BACKGROUND: RBC long-chain omega-3 (n–3) fatty acid (FA) percentages (of total fatty acids) are associated with lower risk for total mortality, but it is unknown if a suite of FAs could improve risk prediction. OBJECTIVES: The objective of this study was to compare a combination of RBC FA levels with standard risk factors for cardiovascular disease (CVD) in predicting risk of all-cause mortality. METHODS: Framingham Offspring Cohort participants without prevalent CVD having RBC FA measurements and relevant baseline clinical covariates (n = 2240) were evaluated during 11 y of follow-up.
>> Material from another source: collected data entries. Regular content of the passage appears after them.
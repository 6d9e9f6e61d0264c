mod catalogue;
mod reddit;
mod rss;

pub use catalogue::{resolve_connector, SourceConfig, SOURCE_CATALOGUE};
pub use reddit::RedditConnector;
pub use rss::RssConnector;

use async_trait::async_trait;
use pulz_types::Signal;
use thiserror::Error;

pub const USER_AGENT: &str = "PulZOpportunityEngine/1.0 (+https://pulz.local)";

#[derive(Debug, Error)]
pub enum ConnectorError {
    #[error("http error: {0}")]
    Http(#[from] reqwest::Error),
    #[error("feed parse error: {0}")]
    Parse(String),
}

/// A signal source poller. Each connector instance remembers the last observed
/// `ETag`/`Last-Modified` validators so repeated polls are conditional fetches.
#[async_trait]
pub trait Connector: Send + Sync {
    fn source_name(&self) -> &str;
    async fn fetch_signals(&mut self) -> Result<Vec<Signal>, ConnectorError>;
}

pub(crate) fn truncate_excerpt(body: &str) -> String {
    body.chars().take(400).collect()
}
//! Mission engine, proposal lifecycle, and feed broadcaster for PulZ.
//! The three pieces share one process-wide [`MissionStateHandle`]: the mission
//! loop and the stop path mutate it, every other reader (status route,
//! heartbeat, lifecycle gating) only ever sees a cloned snapshot.

pub mod broadcaster;
pub mod lifecycle;
pub mod mission;

pub use broadcaster::Broadcaster;
pub use lifecycle::{LifecycleError, MissionEngineHandle};
pub use mission::{MissionEngine, MissionStartError};

use std::sync::Arc;

use pulz_types::MissionState;
use tokio::sync::RwLock;

/// Shared, short-lived-lock handle onto the process-wide [`MissionState`]
/// singleton (`SPEC_FULL.md` §4.5). Cloning is cheap; every clone points at
/// the same underlying state.
#[derive(Clone, Default)]
pub struct MissionStateHandle {
    inner: Arc<RwLock<MissionState>>,
}

impl MissionStateHandle {
    pub fn new() -> Self {
        Self::default()
    }

    pub async fn snapshot(&self) -> MissionState {
        self.inner.read().await.clone()
    }

    pub async fn mutate<F>(&self, f: F)
    where
        F: FnOnce(&mut MissionState),
    {
        let mut guard = self.inner.write().await;
        f(&mut guard);
    }
}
A forward, stepwise approach was used to systematically evaluate the association of 8 standard risk factors (age, sex, total cholesterol, HDL cholesterol, hypertension treatment, systolic blood pressure, smoking status, and prevalent diabetes) and 28 FA metrics with all-cause mortality. A 10-fold cross-validation process was used to build and validate models adjusted for age and sex. RESULTS: Four of 28 FA metrics [14:0, 16:1n–7, 22:0, and omega-3 index (O3I; 20:5n–3 + 22:6n–3)] appeared in ≥5 of the discovery models as significant predictors of all-cause mortality. In age- and sex-adjusted models, a model with 4 FA metrics was at least as good at predicting all-cause mortality as a model including the remaining 6 standard risk factors (C-statistic: 0.778; 95% CI: 0.759, 0.797; compared with C-statistic: 0.777; 95% CI: 0.753, 0.802). A model with 4 FA metrics plus smoking and diabetes (FA + Sm + D) had a higher C-statistic (0.790; 95% CI: 0.770, 0.811) compared with the FA (P < 0.01) or Sm + D models alone (C-statistic: 0.766; 95% CI: 0.739, 0.794; P < 0.001). A variety of other highly correlated FAs could be substituted for 14:0, 16:1n–7, 22:0, or O3I with similar predicted outcomes. CONCLUSIONS: In this community-based population in their mid-60s, RBC FA patterns were as predictive of risk for death during the next 11 y as standard risk factors. Replication is needed in other cohorts to validate this FA fingerprint as a predictor of all-cause mortality.